Tecnologia e mercado, momentos de decisão (parte 3/3)

Desde os anos 2013, quando a Uber chegou ao Brasil, que se vem anunciando uma revolução na forma de se encarar o automóvel. Antes, ele era o símbolo da liberdade, era o jeito mais popular de se ir a lugares a que ninguém tinha ido, ou se já se fora, não de transporte coletivo. O automóvel construiu o mundo em que vivemos. A distância padrão entre cidades, por volta de 20 km, a que um cavalo poderia ir e voltar num mesmo dia, deixou de ser a configuração típica da ocupação humana. Cidades poderiam ser mais distantes entre si, como se vê no Centro-Oeste do Brasil, ou mesmo no Meio Oeste americano, mormente na ocupação da Austrália.

Desde a estreia do Uber no Brasil em 2013, a forma de se ver um carro mudou por completo (Foto: Scott Olson/Getty Images)

Também é o automóvel o responsável pela metropolização das regiões de colonização mais antiga, permitindo que, num mesmo dia, um cidadão de uma cidade faça compras num segundo município, almoce num terceiro e seja atendido por um médico numa quarta cidade, voltando à primeira para dormir. No fim do dia, não terá percorrido 100 km, quase o que um táxi percorre numa megalópole como São Paulo ou Rio.

O fato é que ter carro está ficando cada dia mais caro e seu aluguel está ficando cada vez mais popular. Seguro, licenciamento e estacionamento passaram a pesar significativamente no bolso do cidadão comum, que está ficando mais velho e mais preocupado com como viverá seus últimos dias. Some-se a isso a relutância do consumidor perante um altíssimo investimento, representado pela aquisição de um modelo elétrico, ou eletrificado, como se viu na matéria anterior. Não resta dúvida de que o que mais assusta é o carro ter deixado de representar reserva de valor, visto o tamanho do leque tecnológico que se nos vem apresentando nos últimos dez anos.

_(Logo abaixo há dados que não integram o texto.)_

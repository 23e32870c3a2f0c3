use log::warn;

use super::context::DEPTH_FORMAT;
use crate::renderer::backend::CubeFace;

/// Format of color textures, framebuffers and the sky cubemap.
pub(crate) const COLOR_FORMAT: wgpu::TextureFormat = wgpu::TextureFormat::Rgba8Unorm;

pub(crate) enum GpuTexture {
    Color {
        _texture: wgpu::Texture,
        view: wgpu::TextureView,
        width: u32,
        height: u32,
    },
    DepthMap {
        _texture: wgpu::Texture,
        view: wgpu::TextureView,
        resolution: u32,
    },
    Cubemap {
        _texture: wgpu::Texture,
        view: wgpu::TextureView,
        faces: Vec<wgpu::TextureView>,
        size: u32,
    },
    Framebuffer {
        _color_texture: wgpu::Texture,
        color: wgpu::TextureView,
        _depth_texture: wgpu::Texture,
        depth: wgpu::TextureView,
        width: u32,
        height: u32,
    },
}

fn extent(width: u32, height: u32, layers: u32) -> wgpu::Extent3d {
    wgpu::Extent3d {
        width: width.max(1),
        height: height.max(1),
        depth_or_array_layers: layers,
    }
}

fn texture_2d(
    device: &wgpu::Device,
    label: &str,
    width: u32,
    height: u32,
    format: wgpu::TextureFormat,
    usage: wgpu::TextureUsages,
) -> wgpu::Texture {
    device.create_texture(&wgpu::TextureDescriptor {
        label: Some(label),
        size: extent(width, height, 1),
        mip_level_count: 1,
        sample_count: 1,
        dimension: wgpu::TextureDimension::D2,
        format,
        usage,
        view_formats: &[],
    })
}

impl GpuTexture {
    /// Uploads `rgba` when it holds exactly `width * height` texels.
    pub(crate) fn color(
        device: &wgpu::Device,
        queue: &wgpu::Queue,
        width: u32,
        height: u32,
        rgba: &[u8],
    ) -> Self {
        let texture = texture_2d(
            device,
            "ColorTexture",
            width,
            height,
            COLOR_FORMAT,
            wgpu::TextureUsages::TEXTURE_BINDING | wgpu::TextureUsages::COPY_DST,
        );
        if rgba.len() == (width * height * 4) as usize {
            queue.write_texture(
                wgpu::TexelCopyTextureInfo {
                    texture: &texture,
                    mip_level: 0,
                    origin: wgpu::Origin3d::ZERO,
                    aspect: wgpu::TextureAspect::All,
                },
                rgba,
                wgpu::TexelCopyBufferLayout {
                    offset: 0,
                    bytes_per_row: Some(4 * width),
                    rows_per_image: Some(height),
                },
                extent(width, height, 1),
            );
        } else {
            warn!(
                "Texture data of {} bytes does not match {}x{}, left blank",
                rgba.len(),
                width,
                height
            );
        }
        let view = texture.create_view(&wgpu::TextureViewDescriptor::default());
        GpuTexture::Color {
            _texture: texture,
            view,
            width,
            height,
        }
    }

    pub(crate) fn depth_map(device: &wgpu::Device, resolution: u32) -> Self {
        let texture = texture_2d(
            device,
            "ShadowMap",
            resolution,
            resolution,
            DEPTH_FORMAT,
            wgpu::TextureUsages::RENDER_ATTACHMENT | wgpu::TextureUsages::TEXTURE_BINDING,
        );
        let view = texture.create_view(&wgpu::TextureViewDescriptor::default());
        GpuTexture::DepthMap {
            _texture: texture,
            view,
            resolution,
        }
    }

    pub(crate) fn cubemap(device: &wgpu::Device, size: u32) -> Self {
        let texture = device.create_texture(&wgpu::TextureDescriptor {
            label: Some("SkyboxCubemap"),
            size: extent(size, size, 6),
            mip_level_count: 1,
            sample_count: 1,
            dimension: wgpu::TextureDimension::D2,
            format: COLOR_FORMAT,
            usage: wgpu::TextureUsages::RENDER_ATTACHMENT | wgpu::TextureUsages::TEXTURE_BINDING,
            view_formats: &[],
        });
        let view = texture.create_view(&wgpu::TextureViewDescriptor {
            label: Some("SkyboxCubeView"),
            dimension: Some(wgpu::TextureViewDimension::Cube),
            array_layer_count: Some(6),
            ..Default::default()
        });
        let faces = CubeFace::ALL
            .iter()
            .map(|face| {
                texture.create_view(&wgpu::TextureViewDescriptor {
                    label: Some("SkyboxFaceView"),
                    dimension: Some(wgpu::TextureViewDimension::D2),
                    base_array_layer: face.index() as u32,
                    array_layer_count: Some(1),
                    ..Default::default()
                })
            })
            .collect();
        GpuTexture::Cubemap {
            _texture: texture,
            view,
            faces,
            size,
        }
    }

    pub(crate) fn framebuffer(device: &wgpu::Device, width: u32, height: u32) -> Self {
        let usage = wgpu::TextureUsages::RENDER_ATTACHMENT | wgpu::TextureUsages::TEXTURE_BINDING;
        let texture = |label, format| texture_2d(device, label, width, height, format, usage);
        let color_texture = texture("FramebufferColor", COLOR_FORMAT);
        let depth_texture = texture("FramebufferDepth", DEPTH_FORMAT);
        GpuTexture::Framebuffer {
            color: color_texture.create_view(&wgpu::TextureViewDescriptor::default()),
            depth: depth_texture.create_view(&wgpu::TextureViewDescriptor::default()),
            _color_texture: color_texture,
            _depth_texture: depth_texture,
            width,
            height,
        }
    }

    pub(crate) fn size(&self) -> (u32, u32) {
        match self {
            GpuTexture::Color { width, height, .. }
            | GpuTexture::Framebuffer { width, height, .. } => (*width, *height),
            GpuTexture::DepthMap { resolution, .. } => (*resolution, *resolution),
            GpuTexture::Cubemap { size, .. } => (*size, *size),
        }
    }

    /// View usable in the `Main` slot.
    pub(crate) fn sampled_color(&self) -> Option<&wgpu::TextureView> {
        match self {
            GpuTexture::Color { view, .. } => Some(view),
            GpuTexture::Framebuffer { color, .. } => Some(color),
            _ => None,
        }
    }

    pub(crate) fn sampled_cube(&self) -> Option<&wgpu::TextureView> {
        match self {
            GpuTexture::Cubemap { view, .. } => Some(view),
            _ => None,
        }
    }

    /// View usable in the shadow and `Depth` slots.
    pub(crate) fn sampled_depth(&self) -> Option<&wgpu::TextureView> {
        match self {
            GpuTexture::DepthMap { view, .. } => Some(view),
            GpuTexture::Framebuffer { depth, .. } => Some(depth),
            _ => None,
        }
    }

    pub(crate) fn face(&self, face: CubeFace) -> Option<&wgpu::TextureView> {
        match self {
            GpuTexture::Cubemap { faces, .. } => faces.get(face.index()),
            _ => None,
        }
    }

    pub(crate) fn depth_attachment(&self) -> Option<&wgpu::TextureView> {
        match self {
            GpuTexture::DepthMap { view, .. } => Some(view),
            GpuTexture::Framebuffer { depth, .. } => Some(depth),
            _ => None,
        }
    }

    pub(crate) fn color_attachment(&self) -> Option<&wgpu::TextureView> {
        match self {
            GpuTexture::Framebuffer { color, .. } => Some(color),
            _ => None,
        }
    }
}

/// Stand-ins sampled by slots with nothing bound.
pub(crate) struct Fallbacks {
    pub(crate) color: GpuTexture,
    pub(crate) cube: GpuTexture,
    pub(crate) depth: GpuTexture,
}

impl Fallbacks {
    pub(crate) fn new(device: &wgpu::Device, queue: &wgpu::Queue) -> Self {
        let fallbacks = Self {
            color: GpuTexture::color(device, queue, 1, 1, &[255, 255, 255, 255]),
            cube: GpuTexture::cubemap(device, 1),
            depth: GpuTexture::depth_map(device, 1),
        };
        // A far-plane depth means "nothing occludes" for every reader.
        let mut encoder = device.create_command_encoder(&wgpu::CommandEncoderDescriptor {
            label: Some("FallbackInit"),
        });
        if let Some(view) = fallbacks.depth.depth_attachment() {
            let _clear = encoder.begin_render_pass(&wgpu::RenderPassDescriptor {
                label: Some("FallbackDepthClear"),
                color_attachments: &[],
                depth_stencil_attachment: Some(wgpu::RenderPassDepthStencilAttachment {
                    view,
                    depth_ops: Some(wgpu::Operations {
                        load: wgpu::LoadOp::Clear(1.0),
                        store: wgpu::StoreOp::Store,
                    }),
                    stencil_ops: None,
                }),
                timestamp_writes: None,
                occlusion_query_set: None,
            });
        }
        queue.submit(Some(encoder.finish()));
        fallbacks
    }
}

Ter e manter um carro está cada vez mais caro, enquanto os métodos de aluguel e leasing, por exemplo, tem se tornado cada vez mais populares (Foto: Hertz/reprodução)

Finalmente, surgiu um concorrente de peso, tanto em âmbito recreativo como de trabalho. É a internet que nos livra do deslocamento diário para o trabalho e, independentemente dele, dos deslocamentos fortuitos para reuniões e visitas comerciais. Até imóveis são vendidos a partir de fotografias e filmes disponíveis em sítios de corretores. A gente simplesmente não precisa ir lá, já que as impressões vêm a nós numa realidade mais que virtual, ampliada. Os simuladores de voo permitem viajar virtualmente por todo o planeta com paisagens repletas de realismo. Não dá para culpar a eletrificação da frota ou o advento da internet pelos abalos a que o mercado de automóveis está sujeito. É uma soma de fatores encabeçados pelo “usar em vez de ter”, a que chamamos de servicificação.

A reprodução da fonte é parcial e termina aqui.